◆ EXERCISE REQUIREMENTS
Go through the records and copy each line where the string "merged" occurs.

◆ WORKING DATA
********************
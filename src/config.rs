//! Pipeline configuration module.
//!
//! Handles loading, validating, and merging `config.toml`. Stock defaults are
//! overridden by a sparse user file in the content root:
//!
//! ```text
//! content/
//! ├── config.toml              # Overrides stock defaults (optional)
//! ├── posts/
//! │   └── ...
//! └── diagrams/
//!     └── ...
//! ```
//!
//! ## Configuration Options
//!
//! ```toml
//! # All options are optional - defaults shown below
//!
//! [site]
//! title = "Articles"
//! base_url = "/"
//!
//! [content]
//! extensions = ["md", "markdown"]   # Files that become documents
//! ignore = []                       # File or directory names to skip
//!
//! [front_matter]
//! default_draft = false             # Used when `draft` is absent
//! default_tags = []                 # Used when `tags` is absent
//! required = []                     # Extra keys every document must set
//!
//! [diagrams]
//! languages = ["mermaid"]           # Fenced code block languages
//! extensions = ["mmd", "mermaid"]   # Diagram definition file extensions
//!
//! [publish]
//! include_drafts = false
//!
//! [processing]
//! max_processes = 4                 # Max parallel workers (omit for auto = CPU cores)
//! ```
//!
//! Unknown keys are rejected to catch typos early.
//!
//! The loaded [`PipelineConfig`] is passed explicitly into the parser,
//! validator and resolver. Nothing reads configuration from global state.

use serde::{Deserialize, Serialize};
use std::fs;
use std::path::Path;
use thiserror::Error;

/// Name of the configuration file looked up in the content root.
pub const CONFIG_FILENAME: &str = "config.toml";

#[derive(Error, Debug)]
pub enum ConfigError {
    #[error("IO error: {0}")]
    Io(#[from] std::io::Error),
    #[error("TOML parse error: {0}")]
    Toml(#[from] toml::de::Error),
    #[error("TOML serialize error: {0}")]
    Serialize(#[from] toml::ser::Error),
    #[error("Config validation error: {0}")]
    Validation(String),
}

/// Pipeline configuration loaded from `config.toml`.
///
/// All fields have defaults. User config files need only specify the values
/// they want to override.
#[derive(Debug, Clone, Default, Serialize, Deserialize)]
#[serde(default, deny_unknown_fields)]
pub struct PipelineConfig {
    /// Site identity, used by renderers.
    pub site: SiteConfig,
    /// Which files are documents and which are skipped.
    pub content: ContentConfig,
    /// Defaults and extra requirements for front matter.
    pub front_matter: FrontMatterConfig,
    /// How diagrams are recognized in bodies.
    pub diagrams: DiagramConfig,
    /// What makes it into the published collection.
    pub publish: PublishConfig,
    /// Parallel processing settings.
    pub processing: ProcessingConfig,
}

impl PipelineConfig {
    /// Validate config values are within acceptable ranges.
    pub fn validate(&self) -> Result<(), ConfigError> {
        if self.content.extensions.is_empty() {
            return Err(ConfigError::Validation(
                "content.extensions must not be empty".into(),
            ));
        }
        let all_extensions = self
            .content
            .extensions
            .iter()
            .chain(&self.diagrams.extensions);
        for ext in all_extensions {
            if ext.is_empty() || ext.starts_with('.') {
                return Err(ConfigError::Validation(format!(
                    "extension {ext:?} must be non-empty and given without a leading dot"
                )));
            }
        }
        if let Some(ext) = self
            .diagrams
            .extensions
            .iter()
            .find(|e| self.content.is_content_extension(e))
        {
            return Err(ConfigError::Validation(format!(
                "extension {ext:?} cannot be both a content and a diagram extension"
            )));
        }
        if !self.site.base_url.ends_with('/') {
            return Err(ConfigError::Validation(
                "site.base_url must end with '/'".into(),
            ));
        }
        if self.front_matter.required.iter().any(|k| k.trim().is_empty()) {
            return Err(ConfigError::Validation(
                "front_matter.required entries must not be empty".into(),
            ));
        }
        if self.processing.max_processes == Some(0) {
            return Err(ConfigError::Validation(
                "processing.max_processes must be at least 1".into(),
            ));
        }
        Ok(())
    }
}

#[derive(Debug, Clone, Serialize, Deserialize)]
#[serde(default, deny_unknown_fields)]
pub struct SiteConfig {
    pub title: String,
    /// Prefix for generated links. Must end with `/`.
    pub base_url: String,
}

impl Default for SiteConfig {
    fn default() -> Self {
        Self {
            title: "Articles".to_string(),
            base_url: "/".to_string(),
        }
    }
}

#[derive(Debug, Clone, Serialize, Deserialize)]
#[serde(default, deny_unknown_fields)]
pub struct ContentConfig {
    /// Extensions (without dot) of files that become documents.
    pub extensions: Vec<String>,
    /// File or directory names skipped entirely during scanning.
    pub ignore: Vec<String>,
}

impl ContentConfig {
    pub fn is_content_extension(&self, ext: &str) -> bool {
        self.extensions.iter().any(|e| e.eq_ignore_ascii_case(ext))
    }
}

impl Default for ContentConfig {
    fn default() -> Self {
        Self {
            extensions: vec!["md".to_string(), "markdown".to_string()],
            ignore: Vec::new(),
        }
    }
}

#[derive(Debug, Clone, Default, Serialize, Deserialize)]
#[serde(default, deny_unknown_fields)]
pub struct FrontMatterConfig {
    /// Value of `draft` for documents that don't set it.
    pub default_draft: bool,
    /// Tags for documents that don't set `tags` at all.
    pub default_tags: Vec<String>,
    /// Additional keys that must be present in every document.
    pub required: Vec<String>,
}

#[derive(Debug, Clone, Serialize, Deserialize)]
#[serde(default, deny_unknown_fields)]
pub struct DiagramConfig {
    /// Fenced code block info strings treated as inline diagrams.
    pub languages: Vec<String>,
    /// Extensions of diagram definition files embedded by path.
    pub extensions: Vec<String>,
}

impl DiagramConfig {
    pub fn is_diagram_language(&self, lang: &str) -> bool {
        self.languages.iter().any(|l| l.eq_ignore_ascii_case(lang))
    }

    pub fn is_diagram_extension(&self, ext: &str) -> bool {
        self.extensions.iter().any(|e| e.eq_ignore_ascii_case(ext))
    }
}

impl Default for DiagramConfig {
    fn default() -> Self {
        Self {
            languages: vec!["mermaid".to_string()],
            extensions: vec!["mmd".to_string(), "mermaid".to_string()],
        }
    }
}

#[derive(Debug, Clone, Default, Serialize, Deserialize)]
#[serde(default, deny_unknown_fields)]
pub struct PublishConfig {
    /// Keep `draft = true` documents in the collection instead of excluding them.
    pub include_drafts: bool,
}

/// Parallel processing settings.
#[derive(Debug, Clone, Default, Serialize, Deserialize)]
#[serde(default, deny_unknown_fields)]
pub struct ProcessingConfig {
    /// Maximum number of parallel parse/validate workers.
    /// When absent, defaults to the number of CPU cores.
    /// Values larger than the core count are clamped down.
    pub max_processes: Option<usize>,
}

/// Resolve the effective thread count from config.
///
/// - `None` → use all available cores
/// - `Some(n)` → use `min(n, cores)` (user can constrain down, not up)
pub fn effective_threads(config: &ProcessingConfig) -> usize {
    let cores = std::thread::available_parallelism()
        .map(|n| n.get())
        .unwrap_or(1);
    config.max_processes.map(|n| n.min(cores)).unwrap_or(cores)
}

/// Returns the stock default config as a `toml::Value::Table`.
///
/// This is the base layer user overrides are merged on top of.
pub fn stock_defaults_value() -> Result<toml::Value, ConfigError> {
    Ok(toml::Value::try_from(PipelineConfig::default())?)
}

/// Recursively merge `overlay` on top of `base`.
///
/// - Tables are merged key-by-key (overlay keys override base keys).
/// - Non-table values in overlay replace base values entirely.
/// - Keys in base that are not in overlay are preserved.
pub fn merge_toml(base: toml::Value, overlay: toml::Value) -> toml::Value {
    match (base, overlay) {
        (toml::Value::Table(mut base_table), toml::Value::Table(overlay_table)) => {
            for (key, overlay_val) in overlay_table {
                let merged = match base_table.remove(&key) {
                    Some(base_val) => merge_toml(base_val, overlay_val),
                    None => overlay_val,
                };
                base_table.insert(key, merged);
            }
            toml::Value::Table(base_table)
        }
        (_, overlay) => overlay,
    }
}

/// Load `config.toml` from a directory as a raw TOML value.
///
/// Returns `Ok(None)` if no `config.toml` exists in the directory.
/// Returns `Err` if the file exists but contains invalid TOML.
pub fn load_raw_config(dir: &Path) -> Result<Option<toml::Value>, ConfigError> {
    let config_path = dir.join(CONFIG_FILENAME);
    if !config_path.exists() {
        return Ok(None);
    }
    let content = fs::read_to_string(&config_path)?;
    let value: toml::Value = toml::from_str(&content)?;
    Ok(Some(value))
}

/// Merge an optional overlay onto a base value, then deserialize and validate.
pub fn resolve_config(
    base: toml::Value,
    overlay: Option<toml::Value>,
) -> Result<PipelineConfig, ConfigError> {
    let merged = match overlay {
        Some(ov) => merge_toml(base, ov),
        None => base,
    };
    let config: PipelineConfig = merged.try_into()?;
    config.validate()?;
    Ok(config)
}

/// Load config from `config.toml` in the given content root.
///
/// Merges user values on top of stock defaults, rejects unknown keys,
/// and validates the result.
pub fn load_config(root: &Path) -> Result<PipelineConfig, ConfigError> {
    let base = stock_defaults_value()?;
    let overlay = load_raw_config(root)?;
    resolve_config(base, overlay)
}

/// Returns a fully-commented stock `config.toml` with all keys and explanations.
///
/// Used by the `gen-config` CLI command.
pub fn stock_config_toml() -> &'static str {
    r##"# quire configuration
# ===================
# All settings are optional. Remove or comment out any you don't need.
# Values shown below are the defaults.
#
# Place this file in the content root. Unknown keys cause an error.

# ---------------------------------------------------------------------------
# Site identity (used by renderers)
# ---------------------------------------------------------------------------
[site]
# Title shown on the generated index page.
title = "Articles"
# Prefix for every generated link. Must end with "/".
base_url = "/"

# ---------------------------------------------------------------------------
# Content discovery
# ---------------------------------------------------------------------------
[content]
# Files with these extensions become documents. Every other file is an asset.
extensions = ["md", "markdown"]
# File or directory names skipped entirely (hidden entries are always skipped).
ignore = []

# ---------------------------------------------------------------------------
# Front matter
# ---------------------------------------------------------------------------
# Every document needs `title` and a date (`date`, `published_at`,
# `publishedAt` or `pubDate`). Front matter goes between `---` fences (YAML)
# or `+++` fences (TOML).
[front_matter]
# Value of `draft` when a document doesn't set it.
default_draft = false
# Tags applied when a document has no `tags` key at all.
default_tags = []
# Extra keys that must be present, e.g. ["description"].
required = []

# ---------------------------------------------------------------------------
# Diagrams
# ---------------------------------------------------------------------------
[diagrams]
# Fenced code blocks with these languages are inline diagrams.
languages = ["mermaid"]
# Images or links to files with these extensions are diagram file references
# and must exist in the content directory.
extensions = ["mmd", "mermaid"]

# ---------------------------------------------------------------------------
# Publishing
# ---------------------------------------------------------------------------
[publish]
# Include documents marked `draft: true`. When false they are reported as
# excluded drafts.
include_drafts = false

# ---------------------------------------------------------------------------
# Processing
# ---------------------------------------------------------------------------
[processing]
# Maximum parallel workers for parsing and validation.
# Omit to use all CPU cores. Values above the core count are clamped.
# max_processes = 4
"##
}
********************
◆ EXPECTED ANSWER
/// This is the base layer user overrides are merged on top of.
/// - Tables are merged key-by-key (overlay keys override base keys).
                let merged = match base_table.remove(&key) {
                base_table.insert(key, merged);
    let merged = match overlay {
    let config: PipelineConfig = merged.try_into()?;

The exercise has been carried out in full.